In the middle of this divine courtroom drama, God delivers a question through Moses that lands differently depending on where you're standing:

"How long will you refuse to humble yourself before me?" (Exodus 10:3)

For Pharaoh, it's a warning. He is about to be humbled whether he chooses it or not. Every successive plague is God tightening the grip on a man whose pride has become his prison.

But for us, it's an invitation. The question isn't rhetorical. It's relational. How long will you run from me instead of toward me? How long will you lean on your own understanding? How long will you try to handle it yourself?

Matthew 23:12 is clear: "Whoever exalts himself will be humbled, but whoever humbles himself will be exalted." The safest place in the universe is not the seat of power — it's the posture of surrender.

The Darkness That Can Be Felt

After the locusts comes a darkness unlike anything the Egyptians have ever experienced. Not just seen — felt. Three days of complete, paralyzing darkness. No sun. No moon. No stars. No movement.

This wasn't just atmospheric. God was taking aim at the chief god of Egyptian culture — Amun-Ra, the sun god, the god of gods. According to Egyptian mythology, Ra would die each evening in the west, sail beneath the earth through the underworld, battle the serpent god of darkness, defeat him by trampling on his head, and be resurrected each morning in the east.
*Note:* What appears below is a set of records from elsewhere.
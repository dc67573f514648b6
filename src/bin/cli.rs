//! Web Agent - LLM-driven browser automation
//!
//! This is the CLI entry point for the web-agent tool.
//! Run with: cargo run --bin web-agent [goal...]

use std::env;
use std::io::{self, BufRead, Write};
use std::sync::Arc;

use tokio_util::sync::CancellationToken;
use tracing_subscriber::EnvFilter;
use web_agent::{
    ChromeOptions, ModelClient, ModelGateway, RateLimiter, SessionReport, Settings, WebAgent,
};

const PROMPT: &str = "Goal or 'test_login'/'exit'> ";

const TEST_LOGIN_GOAL: &str = "Go to Instagram and login with username 'testuser123' and \
    password 'testpass456', then take a screenshot";

fn main() -> anyhow::Result<()> {
    let runtime = tokio::runtime::Runtime::new()?;
    let result = runtime.block_on(run());
    // A stdin read left pending at the prompt must not hold up exit.
    runtime.shutdown_background();
    result
}

async fn run() -> anyhow::Result<()> {
    // Load .env file if present (ignore errors if file doesn't exist)
    let _ = dotenvy::dotenv();

    let settings = Settings::from_env()?;

    let filter = EnvFilter::try_from_default_env()
        .unwrap_or_else(|_| EnvFilter::new(settings.log_filter()));
    tracing_subscriber::fmt().with_env_filter(filter).init();

    let candidates = settings.candidates();
    let agent_config = settings.agent_config();
    let chrome_options = settings.chrome_options();

    println!("🤖 Web Agent - LLM-driven browser automation");
    println!("================================================");
    println!("Endpoint: {}", settings.base_url);
    println!(
        "Models: {}",
        candidates
            .iter()
            .map(|c| c.name.as_str())
            .collect::<Vec<_>>()
            .join(" -> ")
    );
    println!(
        "Browser: {}",
        if settings.headless { "headless" } else { "visible" }
    );
    println!("Max iterations: {}", agent_config.max_iterations);
    println!(
        "Retry: max {} attempts, {}s delay",
        settings.max_retries, settings.retry_delay_secs
    );
    println!("Screenshots: {}", settings.screenshot_dir.display());
    println!("================================================\n");

    let client = ModelClient::new(settings.model_config())?;
    let limiter = Arc::new(RateLimiter::default());
    let gateway = ModelGateway::new(Arc::new(client), candidates, limiter);
    let agent = WebAgent::new(Arc::new(gateway), agent_config);

    // Check if a goal is provided as argument
    let args: Vec<String> = env::args().skip(1).collect();
    if !args.is_empty() {
        let goal = args.join(" ");
        run_session(&agent, &chrome_options, &goal).await;
        return Ok(());
    }

    println!("Interactive mode. Type your goal and press Enter.");
    println!("Type 'test_login' for a demo session or 'exit' to quit.\n");

    loop {
        let input = tokio::select! {
            line = read_goal() => match line? {
                Some(line) => PromptInput::Line(line),
                None => PromptInput::Eof,
            },
            _ = tokio::signal::ctrl_c() => PromptInput::Interrupted,
        };

        match next_command(&input) {
            Command::Skip => continue,
            Command::Run(goal) => run_session(&agent, &chrome_options, goal).await,
            Command::Quit(farewell) => {
                println!("{farewell}");
                break;
            }
        }
    }

    Ok(())
}

/// What the interactive prompt produced.
#[derive(Debug)]
enum PromptInput {
    Line(String),
    Eof,
    Interrupted,
}

#[derive(Debug, PartialEq)]
enum Command<'a> {
    Skip,
    Run(&'a str),
    Quit(&'static str),
}

fn next_command(input: &PromptInput) -> Command<'_> {
    match input {
        PromptInput::Interrupted => Command::Quit("\nOperation cancelled."),
        PromptInput::Eof => Command::Quit("\nGoodbye! 👋"),
        PromptInput::Line(line) => match line.trim() {
            "" => Command::Skip,
            "exit" | "quit" => Command::Quit("Goodbye! 👋"),
            "test_login" => Command::Run(TEST_LOGIN_GOAL),
            goal => Command::Run(goal),
        },
    }
}

/// Prompt for a goal; `None` on end of input.
async fn read_goal() -> anyhow::Result<Option<String>> {
    print!("{PROMPT}");
    io::stdout().flush()?;

    let line = tokio::task::spawn_blocking(|| -> io::Result<Option<String>> {
        let mut line = String::new();
        let read = io::stdin().lock().read_line(&mut line)?;
        Ok((read > 0).then_some(line))
    })
    .await??;
    Ok(line)
}

/// Run one session in a fresh browser.
///
/// The first Ctrl-C cancels the session and waits for its report; a second
/// one abandons it, which drops the driver and kills Chrome.
async fn run_session(agent: &WebAgent, options: &ChromeOptions, goal: &str) {
    println!("📝 Goal: {goal}\n");

    let cancel = CancellationToken::new();
    let session = agent.run_in_chrome(options.clone(), goal, cancel.clone());
    tokio::pin!(session);

    let result = tokio::select! {
        result = &mut session => result,
        _ = tokio::signal::ctrl_c() => {
            println!("\n🛑 Cancelling session... (Ctrl-C again to abort)");
            cancel.cancel();
            tokio::select! {
                result = &mut session => result,
                _ = tokio::signal::ctrl_c() => {
                    println!("\n🛑 Session aborted.");
                    return;
                }
            }
        }
    };

    match result {
        Ok(report) => print_report(&report),
        Err(e) => eprintln!("\n❌ Failed to start the browser: {e}\n"),
    }
}

fn print_report(report: &SessionReport) {
    println!("\n{}", report.status.title());
    println!("Status: {}", report.status);
    println!("Message: {}", report.message);
    println!(
        "Iterations: {}, actions: {}",
        report.iterations_used, report.actions_completed
    );
    if let Some(answer) = &report.final_answer {
        println!("\n✅ Result: {answer}\n");
    }
}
For three full days, that story stopped. The sun didn't rise. And God's message was unmistakable: Yahweh defeats darkness. Yahweh tramples the serpent. Yahweh is the God of light.

It's worth pausing here: this moment echoes creation itself. "Darkness covered the face of the deep." But now God isn't speaking light into existence — he's speaking darkness into a land that thought it had it all figured out. It's de-creation. A reversal. And it will only end when Pharaoh finally, fully, lets go.

The Idols That Always Want a Piece

Even in the darkness, Pharaoh doesn't fully surrender. He tells Moses: fine, go — take your families. But leave your flocks and herds behind.

There's always a but.

This is how idolatry works. You can give up almost everything. You can walk away from most of it. But the idol always wants to hold on to a little piece. It always needs just a little leverage. This is why Jesus says you cannot serve two masters — you will love one and eventually resent the other. There's no splitting the difference.

Moses' response is essentially: it's all or nothing. Everything goes. Everybody worships.

Seek My Face

The passage ends with one of the most haunting lines in the whole chapter. After a final hardening of his heart, Pharaoh turns to Moses and says:

"Leave me. Make sure you never seek my face again. For on the day you seek my face, you will die." (Exodus 10:28)

In Hebrew, the word for "face" is panim, rooted in the word pana — to turn toward. What Pharaoh is saying is: you cannot turn toward me anymore. You cannot seek my favor. If you try, you'll find not favor but death.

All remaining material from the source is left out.